The file keystonerc_admin needs to contain the OpenStack Nova API credentials. The --name value will be used in the Nagios check.

In Nagios, assuming that you’ve already defined the hosts to be checked and created a cloud servicegroup, this service definition will raise an alert if the instance status values collected by the Ganglia script exceed the specified thresholds:

define service {
                use default-service
                service_description INSTANCES ERROR
                servicegroups cloud
                check_command check_with_gmond!instances_error!5!10
                notification_options c,w,f,s,r
                host_name host.to.be.monitored
                normal_check_interval 30

define service {
                use default-service
                service_description INSTANCES BUILD
                servicegroups cloud
                check_command check_with_gmond!instances_build!3!5
                notification_options c,w,f,s,r
                host_name host.to.be.monitored
                normal_check_interval 30

check_with_gmond is defined as a command that calls the plugin check_ganglia.

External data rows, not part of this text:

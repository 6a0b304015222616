use proptest::prelude::*;
use request_schema::*;
use serde_json::{Map, Value, json};

fn field_name() -> impl Strategy<Value = String> {
    "[a-z]{1,8}"
}

fn field_spec() -> impl Strategy<Value = FieldSpec> {
    (
        any::<bool>(),
        proptest::option::of(proptest::sample::select(ValueKind::ALL.to_vec())),
        proptest::option::of(1usize..20),
    )
        .prop_map(|(required, kind, max)| {
            let mut spec = FieldSpec::new();
            if required {
                spec = spec.required();
            }
            if let Some(kind) = kind {
                spec = spec.with_type(kind);
            }
            if let Some(max) = max {
                spec = spec.with_max_length(max);
            }
            spec
        })
}

fn schema() -> impl Strategy<Value = Schema> {
    proptest::collection::vec((field_name(), field_spec()), 0..6).prop_map(|fields| {
        fields
            .into_iter()
            .fold(Schema::new(), |schema, (name, spec)| schema.with_field(name, spec))
    })
}

proptest! {
    #[test]
    fn empty_object_yields_exactly_one_error(schema in schema()) {
        for place in [Place::body(), Place::params(), Place::query()] {
            let errors = check(&json!({}), &schema, &place);
            prop_assert_eq!(errors.len(), 1);
            prop_assert_eq!(errors[0].msg.as_str(), "Empty object now allowed");
            prop_assert_eq!(errors[0].param.as_deref(), None);
        }
    }

    #[test]
    fn missing_required_fields_are_undefined(schema in schema(), extra in "[A-Z]{1,4}") {
        // Upper-case keys never collide with generated field names.
        let mut data = Map::new();
        data.insert(extra, json!(1));
        let errors = check(&Value::Object(data), &schema, &Place::params());

        let required: Vec<&str> = schema
            .fields()
            .filter(|(_, spec)| spec.is_required())
            .map(|(name, _)| name)
            .collect();
        let undefined: Vec<&str> = errors
            .iter()
            .filter(|error| error.msg == "value is undefined")
            .filter_map(|error| error.param.as_deref())
            .collect();

        prop_assert_eq!(errors.len(), required.len());
        prop_assert_eq!(undefined, required);
    }

    #[test]
    fn whitelist_reports_every_unknown_key(keys in proptest::collection::btree_set("[a-z]{1,6}", 1..8)) {
        let schema = Schema::new().with_allowed_props(["keep"]);
        let data: Map<String, Value> = keys.iter().map(|k| (k.clone(), json!(true))).collect();

        let errors = check(&Value::Object(data), &schema, &Place::body());
        let forbidden: Vec<&str> = errors.iter().filter_map(|e| e.param.as_deref()).collect();
        let expected: Vec<&str> = keys.iter().map(String::as_str).filter(|k| *k != "keep").collect();

        prop_assert_eq!(forbidden, expected);
        prop_assert!(errors.iter().all(|e| e.msg == "forbidden property"));
    }

    #[test]
    fn max_length_matches_utf16_units(text in "\\PC{0,30}", max in 1usize..30) {
        let schema = Schema::new().with_field(
            "text",
            FieldSpec::new().with_type(ValueKind::String).with_max_length(max),
        );
        let errors = check(&json!({ "text": text.clone() }), &schema, &Place::body());

        let too_long = text.encode_utf16().count() > max;
        prop_assert_eq!(errors.len(), usize::from(too_long));
    }
}
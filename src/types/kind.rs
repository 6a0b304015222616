use serde::{Deserialize, Serialize};
use std::fmt;
use std::str::FromStr;

use crate::error::SchemaError;

/// Declared runtime shape of a field value, as named by `type` and
/// `arrayElementType`.
#[derive(Debug, Clone, Copy, PartialEq, Eq, Hash, Serialize, Deserialize)]
#[serde(rename_all = "lowercase")]
pub enum ValueKind {
    String,
    Number,
    Boolean,
    Array,
    Date,
    Object,
}

impl ValueKind {
    pub const ALL: [ValueKind; 6] = [
        ValueKind::String,
        ValueKind::Number,
        ValueKind::Boolean,
        ValueKind::Array,
        ValueKind::Date,
        ValueKind::Object,
    ];

    pub fn as_str(&self) -> &'static str {
        match self {
            ValueKind::String => "string",
            ValueKind::Number => "number",
            ValueKind::Boolean => "boolean",
            ValueKind::Array => "array",
            ValueKind::Date => "date",
            ValueKind::Object => "object",
        }
    }
}

impl fmt::Display for ValueKind {
    fn fmt(&self, f: &mut fmt::Formatter<'_>) -> fmt::Result {
        f.write_str(self.as_str())
    }
}

impl FromStr for ValueKind {
    type Err = SchemaError;

    fn from_str(s: &str) -> Result<Self, Self::Err> {
        ValueKind::ALL
            .into_iter()
            .find(|kind| kind.as_str() == s)
            .ok_or_else(|| SchemaError::unknown_type(s))
    }
}

#[cfg(test)]
mod tests {
    use super::*;

    #[test]
    fn test_parse_known_kinds() {
        for kind in ValueKind::ALL {
            assert_eq!(kind.as_str().parse::<ValueKind>().unwrap(), kind);
        }
    }

    #[test]
    fn test_unknown_kind_is_rejected() {
        let err = "integer".parse::<ValueKind>().unwrap_err();
        assert!(matches!(err, SchemaError::UnknownType { name } if name == "integer"));
    }

    #[test]
    fn test_serde_names() {
        let json = serde_json::to_string(&ValueKind::Boolean).unwrap();
        assert_eq!(json, "\"boolean\"");
    }
}
//! Request-level adapter around the schema check.
//!
//! A [`RequestValidator`] holds up to three schemas, one each for the
//! request body, path parameters and query string. Checking a request
//! either lets it continue or produces a [`Rejection`] carrying every
//! error found, which renders as a client-error response.

#[cfg(feature = "axum")]
pub mod axum_bridge;

use serde::{Deserialize, Serialize};
use serde_json::{Map, Value};
use thiserror::Error;

use crate::config::ValidatorConfig;
use crate::types::{Place, Schema};
use crate::validation::{ValidationError, Validator};

/// The parsed fragments of an incoming request.
#[derive(Debug, Clone, PartialEq)]
pub struct RequestParts {
    pub body: Value,
    pub params: Value,
    pub query: Value,
}

impl Default for RequestParts {
    fn default() -> Self {
        Self {
            body: Value::Object(Map::new()),
            params: Value::Object(Map::new()),
            query: Value::Object(Map::new()),
        }
    }
}

impl RequestParts {
    pub fn new() -> Self {
        Self::default()
    }

    pub fn with_body(mut self, body: Value) -> Self {
        self.body = body;
        self
    }

    pub fn with_params(mut self, params: Value) -> Self {
        self.params = params;
        self
    }

    pub fn with_query(mut self, query: Value) -> Self {
        self.query = query;
        self
    }
}

/// Checks requests against optional body, params and query schemas.
#[derive(Debug, Clone, Default)]
pub struct RequestValidator {
    body: Option<Schema>,
    params: Option<Schema>,
    query: Option<Schema>,
    validator: Validator,
}

impl RequestValidator {
    pub fn new() -> Self {
        Self::default()
    }

    pub fn with_body(mut self, schema: Schema) -> Self {
        self.body = Some(schema);
        self
    }

    pub fn with_params(mut self, schema: Schema) -> Self {
        self.params = Some(schema);
        self
    }

    pub fn with_query(mut self, schema: Schema) -> Self {
        self.query = Some(schema);
        self
    }

    pub fn with_config(mut self, config: ValidatorConfig) -> Self {
        self.validator = Validator::with_config(config);
        self
    }

    /// All errors for the request: body first, then params, then query.
    /// Fragments without a schema are not checked.
    pub fn errors(&self, request: &RequestParts) -> Vec<ValidationError> {
        let checks = [
            (&self.body, &request.body, Place::body()),
            (&self.params, &request.params, Place::params()),
            (&self.query, &request.query, Place::query()),
        ];

        checks
            .into_iter()
            .filter_map(|(schema, data, place)| {
                schema
                    .as_ref()
                    .map(|schema| self.validator.check(data, schema, &place))
            })
            .flatten()
            .collect()
    }

    /// `Ok(())` when the request may continue down the pipeline.
    pub fn check(&self, request: &RequestParts) -> Result<(), Rejection> {
        let errors = self.errors(request);
        if errors.is_empty() {
            return Ok(());
        }

        tracing::debug!(errors = errors.len(), "request rejected by schema validation");
        Err(Rejection::new(errors))
    }
}

/// Build a request validator from optional body, params and query schemas.
pub fn validate(
    body: Option<Schema>,
    params: Option<Schema>,
    query: Option<Schema>,
) -> RequestValidator {
    RequestValidator {
        body,
        params,
        query,
        validator: Validator::new(),
    }
}

/// A request that failed validation.
#[derive(Error, Debug, Clone, PartialEq)]
#[error("request rejected with {} validation error(s)", .errors.len())]
pub struct Rejection {
    errors: Vec<ValidationError>,
}

impl Rejection {
    /// HTTP status a rejection is answered with.
    pub const STATUS: u16 = 400;

    pub fn new(errors: Vec<ValidationError>) -> Self {
        Self { errors }
    }

    pub fn status(&self) -> u16 {
        Self::STATUS
    }

    pub fn errors(&self) -> &[ValidationError] {
        &self.errors
    }

    pub fn into_errors(self) -> Vec<ValidationError> {
        self.errors
    }

    pub fn body(&self) -> RejectionBody {
        RejectionBody {
            error: true,
            data: RejectionData {
                validation_errors: self.errors.clone(),
            },
        }
    }
}

/// Response body of a rejected request:
/// `{ "error": true, "data": { "validationErrors": [..] } }`.
#[derive(Debug, Clone, PartialEq, Serialize, Deserialize)]
pub struct RejectionBody {
    pub error: bool,
    pub data: RejectionData,
}

#[derive(Debug, Clone, PartialEq, Serialize, Deserialize)]
#[serde(rename_all = "camelCase")]
pub struct RejectionData {
    pub validation_errors: Vec<ValidationError>,
}
pub mod kind;
pub mod place;
pub mod rule;
pub mod schema;

pub use kind::ValueKind;
pub use place::{Location, Place};
pub use rule::{Pattern, Rule};
pub use schema::{ALLOWED_PROPS_KEY, FieldSpec, Schema};
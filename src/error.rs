use thiserror::Error;

/// Errors raised while building or loading a schema.
///
/// Validation itself never fails: rule violations are reported as
/// [`crate::ValidationError`] values. This type only covers schemas that
/// cannot be turned into a typed rule set.
#[derive(Error, Debug)]
pub enum SchemaError {
    #[error("Invalid schema: {message}")]
    InvalidSchema { message: String },

    #[error("Invalid spec for field '{field}': {message}")]
    InvalidFieldSpec { field: String, message: String },

    #[error("Unknown type name: {name}")]
    UnknownType { name: String },

    #[error("Invalid regular expression '{source_text}': {source}")]
    InvalidPattern {
        source_text: String,
        #[source]
        source: regex::Error,
    },

    #[error("Invalid place: {place}")]
    InvalidPlace { place: String },

    #[error("Serialization error: {0}")]
    Json(#[from] serde_json::Error),

    #[error("IO error: {0}")]
    Io(#[from] std::io::Error),
}

impl SchemaError {
    pub fn invalid_schema(message: impl Into<String>) -> Self {
        Self::InvalidSchema {
            message: message.into(),
        }
    }

    pub fn invalid_field_spec(field: impl Into<String>, message: impl Into<String>) -> Self {
        Self::InvalidFieldSpec {
            field: field.into(),
            message: message.into(),
        }
    }

    pub fn unknown_type(name: impl Into<String>) -> Self {
        Self::UnknownType { name: name.into() }
    }

    pub fn invalid_pattern(source_text: impl Into<String>, source: regex::Error) -> Self {
        Self::InvalidPattern {
            source_text: source_text.into(),
            source,
        }
    }

    pub fn invalid_place(place: impl Into<String>) -> Self {
        Self::InvalidPlace {
            place: place.into(),
        }
    }
}

pub type Result<T> = std::result::Result<T, SchemaError>;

This simple approach can be extended to monitor images in Glance, volumes in Cinder etc.

The two scripts are available as gists in Github: Ganglia script and Nagios script.

OpenStack ephemeral disk problem

I’m administering an OpenStack cloud, running the Folsom release.  One of the users requested some ephemeral disk space for their instances, so I created a custom flavour to meet their requirements.  Unfortunately, all the instances went straight to the error state, because the scheduler couldn’t find a valid host.  This was strange, because I knew there were several hosts with sufficient space.  Here is the error message:

2013-06-12 13:20:19 DEBUG nova.scheduler.filter_scheduler [req-XXX] Attempting to build 1 instance(s) schedule_run_instance /usr/lib/pytho
2013-06-12 13:20:19 WARNING nova.scheduler.manager [req-XXX] Failed to schedule_run_instance: No valid host was found. Exceeded max schedu
ling attempts 3 for instance XXX
2013-06-12 13:20:19 WARNING nova.scheduler.manager [req-XXX] [instance: XXX] Setting instance to ERROR st

After some searching, I came across this question on a Rackspace forum.  The moderator suggested it was an Ubuntu packaging problem.  It also exists in the Red Hat packages I’m using, so I made the change myself and it fixed the ephemeral disk creation errors I was seeing.

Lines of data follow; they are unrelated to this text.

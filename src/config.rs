use serde::{Deserialize, Serialize};

/// Validator configuration options
#[derive(Debug, Clone, PartialEq, Eq, Serialize, Deserialize)]
#[serde(default)]
pub struct ValidatorConfig {
    /// Maximum number of nested object levels descended into below the
    /// request fragment (default: 100)
    pub max_depth: usize,
}

impl Default for ValidatorConfig {
    fn default() -> Self {
        Self { max_depth: 100 }
    }
}

impl ValidatorConfig {
    pub fn with_max_depth(mut self, max_depth: usize) -> Self {
        self.max_depth = max_depth;
        self
    }
}
//! Value predicates shared by the rule handlers.
//!
//! Payload values arrive as loosely typed JSON (query strings and path
//! parameters are always strings), so a few checks work on a coerced view
//! of the value: numbers may be written as numeric strings, and pattern
//! rules test the value's string form.

use chrono::{DateTime, NaiveDate, NaiveDateTime};
use once_cell::sync::Lazy;
use regex::Regex;
use serde_json::{Number, Value};

use crate::types::ValueKind;

static EMAIL_PATTERN: Lazy<Regex> = Lazy::new(|| {
    Regex::new(r"^[a-zA-Z0-9.!#$%&'*+/=?^_`{|}~-]+@[a-zA-Z0-9-]+(?:\.[a-zA-Z0-9-]+)*$")
        .expect("email pattern is valid")
});

static DECIMAL_LITERAL: Lazy<Regex> = Lazy::new(|| {
    Regex::new(r"^[+-]?(?:\d+\.?\d*|\.\d+)(?:[eE][+-]?\d+)?$").expect("decimal pattern is valid")
});

static YEAR_MONTH: Lazy<Regex> =
    Lazy::new(|| Regex::new(r"^\d{4}(?:-(?:0[1-9]|1[0-2]))?$").expect("year pattern is valid"));

const DATE_TIME_FORMATS: &[&str] = &[
    "%Y-%m-%dT%H:%M:%S%.f",
    "%Y-%m-%dT%H:%M",
    "%Y-%m-%d %H:%M:%S%.f",
    "%Y-%m-%d %H:%M",
    "%Y/%m/%d %H:%M:%S",
];

const DATE_FORMATS: &[&str] = &["%Y-%m-%d", "%Y/%m/%d", "%m/%d/%Y"];

/// Type predicate used by both `type` and `arrayElementType`.
pub fn matches_kind(kind: ValueKind, value: &Value) -> bool {
    match kind {
        ValueKind::Date => is_date(value),
        ValueKind::Array => value.is_array(),
        ValueKind::Number => to_number(value).is_some(),
        ValueKind::String => value.is_string(),
        ValueKind::Boolean => value.is_boolean(),
        ValueKind::Object => value.is_object(),
    }
}

/// Numeric view of a value, following loose client-side number conversion:
/// booleans become `1`/`0`, `null` and blank strings become `0`, strings
/// must hold a numeric literal and arrays convert through their string
/// form (`[7]` is `7`, `[1, 2]` is not a number). Objects never convert.
pub fn to_number(value: &Value) -> Option<f64> {
    match value {
        Value::Null => Some(0.0),
        Value::Bool(flag) => Some(if *flag { 1.0 } else { 0.0 }),
        Value::Number(number) => number.as_f64(),
        Value::String(text) => parse_numeric_literal(text),
        Value::Array(items) => parse_numeric_literal(&join_literals(items)),
        Value::Object(_) => None,
    }
}

fn parse_numeric_literal(text: &str) -> Option<f64> {
    let text = text.trim_matches(|c: char| c.is_whitespace() || c == '\u{feff}');
    if text.is_empty() {
        return Some(0.0);
    }

    match text {
        "Infinity" | "+Infinity" => return Some(f64::INFINITY),
        "-Infinity" => return Some(f64::NEG_INFINITY),
        _ => {}
    }

    let radix = match text.get(..2) {
        Some("0x") | Some("0X") => Some(16),
        Some("0o") | Some("0O") => Some(8),
        Some("0b") | Some("0B") => Some(2),
        _ => None,
    };
    if let Some(radix) = radix {
        let digits = &text[2..];
        if digits.starts_with(['+', '-']) {
            return None;
        }
        return u64::from_str_radix(digits, radix)
            .ok()
            .map(|n| n as f64);
    }

    if !DECIMAL_LITERAL.is_match(text) {
        return None;
    }
    text.parse::<f64>().ok()
}

/// Whether a value is a string naming a calendar date or date-time.
pub fn is_date(value: &Value) -> bool {
    let Some(text) = value.as_str() else {
        return false;
    };
    let text = text.trim();

    DateTime::parse_from_rfc3339(text).is_ok()
        || DateTime::parse_from_rfc2822(text).is_ok()
        || DATE_TIME_FORMATS
            .iter()
            .any(|format| NaiveDateTime::parse_from_str(text, format).is_ok())
        || DATE_FORMATS
            .iter()
            .any(|format| NaiveDate::parse_from_str(text, format).is_ok())
        || YEAR_MONTH.is_match(text)
}

pub fn is_email(text: &str) -> bool {
    EMAIL_PATTERN.is_match(text)
}

/// Number of own keys: object entries, array elements or string units.
/// Scalars have none.
pub fn own_key_count(value: &Value) -> usize {
    match value {
        Value::Object(map) => map.len(),
        Value::Array(items) => items.len(),
        Value::String(text) => utf16_len(text),
        _ => 0,
    }
}

/// Own keys in iteration order. Arrays and strings are keyed by index.
pub fn own_keys(value: &Value) -> Vec<String> {
    match value {
        Value::Object(map) => map.keys().cloned().collect(),
        _ => (0..own_key_count(value)).map(|index| index.to_string()).collect(),
    }
}

/// String length in UTF-16 code units, the unit request clients count in.
pub fn utf16_len(text: &str) -> usize {
    text.encode_utf16().count()
}

/// Strict membership equality: no cross-kind coercion, numbers compare by
/// value so `1` and `1.0` are equal.
pub fn strict_equals(left: &Value, right: &Value) -> bool {
    match (left, right) {
        (Value::Number(a), Value::Number(b)) => a.as_f64() == b.as_f64(),
        _ => left == right,
    }
}

/// String form of a value as a loosely typed client would render it:
/// strings unquoted, arrays comma-joined with `null` elements left empty,
/// objects as `[object Object]`.
pub fn loose_string(value: &Value) -> String {
    match value {
        Value::Null => "null".to_string(),
        Value::Bool(flag) => flag.to_string(),
        Value::Number(number) => number_string(number),
        Value::String(text) => text.clone(),
        Value::Array(items) => join_literals(items),
        Value::Object(_) => "[object Object]".to_string(),
    }
}

/// Comma-joined rendering of a literal list, used by the `equals` message.
pub fn join_literals(items: &[Value]) -> String {
    items
        .iter()
        .map(|item| match item {
            Value::Null => String::new(),
            other => loose_string(other),
        })
        .collect::<Vec<_>>()
        .join(",")
}

fn number_string(number: &Number) -> String {
    if let Some(int) = number.as_i64() {
        return int.to_string();
    }
    if let Some(uint) = number.as_u64() {
        return uint.to_string();
    }
    match number.as_f64() {
        Some(float) if float.fract() == 0.0 && float.abs() < 1e21 => format!("{:.0}", float),
        Some(float) => float.to_string(),
        None => number.to_string(),
    }
}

I’ll mention this to the Red Hat/Fedora developers.

A direct link to the diff is here.

Interleaving bugs

It’s useful to know the component parts of a problem.  Not just their nature, but their number.  If there’s a component you don’t know about, you may spend excessive time on fruitless attempts to solve other parts that in reality rely upon the undiscovered aspect.

Last week I experienced this while working on an OpenStack setup.  Instances were to be launched by a remote glideinWMS server, using HTCondor‘s EC2 interface.  When invoked manually through a simple job description, instances did start on the cloud controller node.  When invoked by glideinWMS, they failed.  While there was some log information at the remote end showing that the problem was an HTTP 414 return code, indicating that the URI was too long, nothing was logged at the OpenStack end specifically related to the launching of instances (there was information showing that other requests from glideinWMS were succeeding, so it wasn’t a simple connectivity problem).

At first I thought it might be a quota problem.  Increasing the defaults had no effect, so it wasn’t that.  What was more puzzling was the complete lack of any local trace of the launch request.  Eventually I found this OpenStack bug, which looked like it might explain that.  Talking it over with two of the incredibly helpful glideinWMS developers, I found some WSGI code with an internally specified limit to the length of incoming requests.  It turned out this code was included in OpenStack and, if I increased it and restarted the Nova API service, the launch instance requests coming from the remote site started working immediately.  This bug was reported and a fix proposed (again, by a glideinWMS developer).

The whole process was very frustrating until it clicked that I was dealing with two problems and that one was unhelpfully obscuring evidence needed to help solve the other.